Studio album by AJR
- Released: June 9, 2017
- Recorded: 2015–2017
- Genre: Pop
- Length: 48:07
- Labels: AJR; S-Curve; Ultra; Black Butter;
- Producer: Ryan Met;

AJR chronology
| What Everyone's Thinking (2016) | The Click (2017) | Neotheater (2019) |

Singles from The Click
- "Call My Dad" Released: December 18, 2015; "I'm Not Famous" Released: March 25, 2016; "Weak" Released: September 16, 2016; "Drama" Released: May 12, 2017; "Sober Up" Released: June 9, 2017; "The Good Part" Released: November 24, 2021;

= The Click (album) =

The Click is the second studio album by American indie pop band AJR. It was released on June 9, 2017, via the band's labels AJR Productions and S-Curve Records, and later released internationally through Ultra Records and Black Butter Records. The album sonically follows the trio's previous work, maintaining a pop sound with elements of hip-hop, electronic dance music, and jazz. It includes a sole guest appearance from Rivers Cuomo of the band Weezer while taking influence from Fun, Twenty One Pilots, Kendrick Lamar, and Kanye West.

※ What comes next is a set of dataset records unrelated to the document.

/// An agent for hire. Skill feeds the audition-pool bonus; the hire threshold
/// gates who will even take the player's call.
#[derive(Debug, Clone, Copy)]
pub struct AgentProfile {
    pub name: &'static str,
    pub commission: f64,
    pub skill: i32,
    pub description: &'static str,
    pub hire_threshold: i32,
}

pub static AGENTS_FOR_HIRE: &[AgentProfile] = &[
    AgentProfile {
        name: "Sloppy Steve",
        commission: 0.20,
        skill: 20,
        description: "Takes anyone. Gets you commercials.",
        hire_threshold: 0,
    },
    AgentProfile {
        name: "Brenda Miles",
        commission: 0.15,
        skill: 50,
        description: "Decent connections. Can land you TV roles.",
        hire_threshold: 20,
    },
    AgentProfile {
        name: "Ari Goldwyn",
        commission: 0.10,
        skill: 85,
        description: "The best in the business. Works only with stars.",
        hire_threshold: 50,
    },
];

pub fn by_name(name: &str) -> Option<&'static AgentProfile> {
    AGENTS_FOR_HIRE.iter().find(|a| a.name == name)
}

/// Agents willing to represent a player at the given fame level.
pub fn available_for(fame: i32) -> impl Iterator<Item = &'static AgentProfile> {
    AGENTS_FOR_HIRE
        .iter()
        .filter(move |a| fame >= a.hire_threshold)
}

#[cfg(test)]
mod tests {
    use super::*;

    #[test]
    fn better_agents_take_smaller_cuts() {
        let commissions: Vec<f64> = AGENTS_FOR_HIRE.iter().map(|a| a.commission).collect();
        assert!(commissions.windows(2).all(|w| w[0] > w[1]));
    }

    #[test]
    fn thresholds_gate_the_roster() {
        assert_eq!(available_for(0).count(), 1);
        assert_eq!(available_for(20).count(), 2);
        assert_eq!(available_for(80).count(), 3);
    }
}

The five-track extended play What Everyone's Thinking supported it in September 2016, which had the singles "I'm Not Famous" and "Weak". All songs featured on it would appear on The Click, alongside newer singles including "Sober Up". A deluxe edition was released on September 21, 2018, supported by the single "Burn the House Down" and an acoustic version of the band's collaboration with Steve Aoki and Lil Yachty, "Pretender". "The Good Part" was retroactively released as a single in 2021 after going viral. To promote the album, AJR performed the 46-date The Click Tour throughout 2018, as well as publishing music videos for ten of the album's songs.

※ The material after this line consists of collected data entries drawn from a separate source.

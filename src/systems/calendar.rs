use bevy_ecs::prelude::*;

use crate::simulation::journal::Journal;
use crate::simulation::session::WeeklyLedger;
use crate::simulation::time::GameClock;

/// System: steps the clock one week and clears the weekly scratch totals.
pub fn advance_calendar_system(
    mut clock: ResMut<GameClock>,
    mut ledger: ResMut<WeeklyLedger>,
    mut journal: ResMut<Journal>,
) {
    ledger.reset();
    if clock.advance() {
        journal.record(
            clock.week,
            format!("Happy Birthday! You are now {}.", clock.age),
        );
    }
}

Upon release, The Click was met with generally positive reviews from music critics, praising the band's lyrics and production. Some retrospective mentions of the project view it negatively. The album was a commercial success, staying on the Billboard 200 for nearly a year with support from the high charting and streaming performances of "Weak", "Sober Up", and "Burn the House Down". The album received platinum certification in the US, silver in the UK, and gold in Canada with over two billion Spotify streams.

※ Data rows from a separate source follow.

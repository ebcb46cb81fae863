use std::fmt;

#[derive(Debug, Clone, Copy, PartialEq, Eq)]
pub enum ShopCategory {
    RealEstate,
    Vehicles,
    LuxuryGoods,
}

impl ShopCategory {
    pub const ALL: [ShopCategory; 3] = [
        ShopCategory::RealEstate,
        ShopCategory::Vehicles,
        ShopCategory::LuxuryGoods,
    ];
}

impl fmt::Display for ShopCategory {
    fn fmt(&self, f: &mut fmt::Formatter<'_>) -> fmt::Result {
        let label = match self {
            ShopCategory::RealEstate => "Real Estate",
            ShopCategory::Vehicles => "Vehicles",
            ShopCategory::LuxuryGoods => "Luxury Goods",
        };
        write!(f, "{}", label)
    }
}

/// A purchasable item. Buying freezes the price and upkeep into an owned
/// asset record; the boosts are one-time.
#[derive(Debug, Clone, Copy)]
pub struct ShopItem {
    pub id: &'static str,
    pub name: &'static str,
    pub category: ShopCategory,
    pub price: i64,
    pub weekly_upkeep: i64,
    pub happiness_boost: i32,
    pub reputation_boost: i32,
}

pub static SHOP_ITEMS: &[ShopItem] = &[
    // Real Estate
    ShopItem { id: "apt_studio", name: "Studio Apartment", category: ShopCategory::RealEstate, price: 120_000, weekly_upkeep: 300, happiness_boost: 5, reputation_boost: 1 },
    ShopItem { id: "apt_loft", name: "Trendy Loft Apt", category: ShopCategory::RealEstate, price: 250_000, weekly_upkeep: 500, happiness_boost: 10, reputation_boost: 2 },
    ShopItem { id: "house_suburban", name: "Suburban House", category: ShopCategory::RealEstate, price: 600_000, weekly_upkeep: 1_200, happiness_boost: 15, reputation_boost: 5 },
    ShopItem { id: "condo_luxury", name: "Luxury Condo", category: ShopCategory::RealEstate, price: 1_500_000, weekly_upkeep: 2_500, happiness_boost: 20, reputation_boost: 10 },
    ShopItem { id: "villa_hills", name: "Hollywood Hills Villa", category: ShopCategory::RealEstate, price: 5_000_000, weekly_upkeep: 8_000, happiness_boost: 25, reputation_boost: 15 },
    ShopItem { id: "mansion_malibu", name: "Malibu Beachfront Mansion", category: ShopCategory::RealEstate, price: 20_000_000, weekly_upkeep: 25_000, happiness_boost: 35, reputation_boost: 25 },
    // Vehicles
    ShopItem { id: "car_used", name: "Used Sedan", category: ShopCategory::Vehicles, price: 8_000, weekly_upkeep: 50, happiness_boost: 2, reputation_boost: 0 },
    ShopItem { id: "car_suv", name: "Luxury SUV", category: ShopCategory::Vehicles, price: 65_000, weekly_upkeep: 150, happiness_boost: 7, reputation_boost: 2 },
    ShopItem { id: "car_sports", name: "Sports Car", category: ShopCategory::Vehicles, price: 120_000, weekly_upkeep: 300, happiness_boost: 10, reputation_boost: 5 },
    ShopItem { id: "car_vintage", name: "Vintage Convertible", category: ShopCategory::Vehicles, price: 200_000, weekly_upkeep: 400, happiness_boost: 12, reputation_boost: 7 },
    ShopItem { id: "car_super", name: "Supercar", category: ShopCategory::Vehicles, price: 750_000, weekly_upkeep: 1_500, happiness_boost: 20, reputation_boost: 15 },
    ShopItem { id: "jet_private", name: "Private Jet", category: ShopCategory::Vehicles, price: 10_000_000, weekly_upkeep: 20_000, happiness_boost: 30, reputation_boost: 20 },
    // Luxury Goods
    ShopItem { id: "handbag_designer", name: "Designer Handbag", category: ShopCategory::LuxuryGoods, price: 5_000, weekly_upkeep: 0, happiness_boost: 3, reputation_boost: 1 },
    ShopItem { id: "watch_luxury", name: "Luxury Watch", category: ShopCategory::LuxuryGoods, price: 15_000, weekly_upkeep: 0, happiness_boost: 5, reputation_boost: 2 },
    ShopItem { id: "gown_couture", name: "Haute Couture Gown", category: ShopCategory::LuxuryGoods, price: 50_000, weekly_upkeep: 0, happiness_boost: 8, reputation_boost: 4 },
    ShopItem { id: "jewelry_custom", name: "Custom Jewelry", category: ShopCategory::LuxuryGoods, price: 250_000, weekly_upkeep: 0, happiness_boost: 15, reputation_boost: 8 },
    ShopItem { id: "art_collection", name: "Art Collection", category: ShopCategory::LuxuryGoods, price: 1_000_000, weekly_upkeep: 1_000, happiness_boost: 18, reputation_boost: 12 },
    ShopItem { id: "yacht", name: "Super Yacht", category: ShopCategory::LuxuryGoods, price: 15_000_000, weekly_upkeep: 18_000, happiness_boost: 40, reputation_boost: 30 },
];

pub fn by_id(id: &str) -> Option<&'static ShopItem> {
    SHOP_ITEMS.iter().find(|item| item.id == id)
}

pub fn in_category(category: ShopCategory) -> impl Iterator<Item = &'static ShopItem> {
    SHOP_ITEMS.iter().filter(move |item| item.category == category)
}

#[cfg(test)]
mod tests {
    use super::*;

    #[test]
    fn catalog_ids_are_unique() {
        let mut ids: Vec<&str> = SHOP_ITEMS.iter().map(|i| i.id).collect();
        ids.sort_unstable();
        ids.dedup();
        assert_eq!(ids.len(), SHOP_ITEMS.len());
    }

    #[test]
    fn every_category_is_stocked() {
        for category in ShopCategory::ALL {
            assert!(in_category(category).count() >= 6);
        }
    }
}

==Background and production==
AJR released their debut studio album Living Room in 2015, following the extended plays 6foot1 (2013) and Infinity (2014). The former featured the single "I'm Ready". On The Click, the band primarily focused on songwriting, producing songs based on their lyrics; a departure from Living Rooms emphasis on production. "I'm Not Famous" was the first song written for their next project. Its concept was born from the band's newfound fame following their debut album's success, still feeling obscure despite fan reception. "Come Hang Out" originated from a struggle to balance creating music that the band wanted to with appealing to a larger audience for marketability. AJR subsequently began theming the album around the song, additionally titling the project The Click after a lyric from it.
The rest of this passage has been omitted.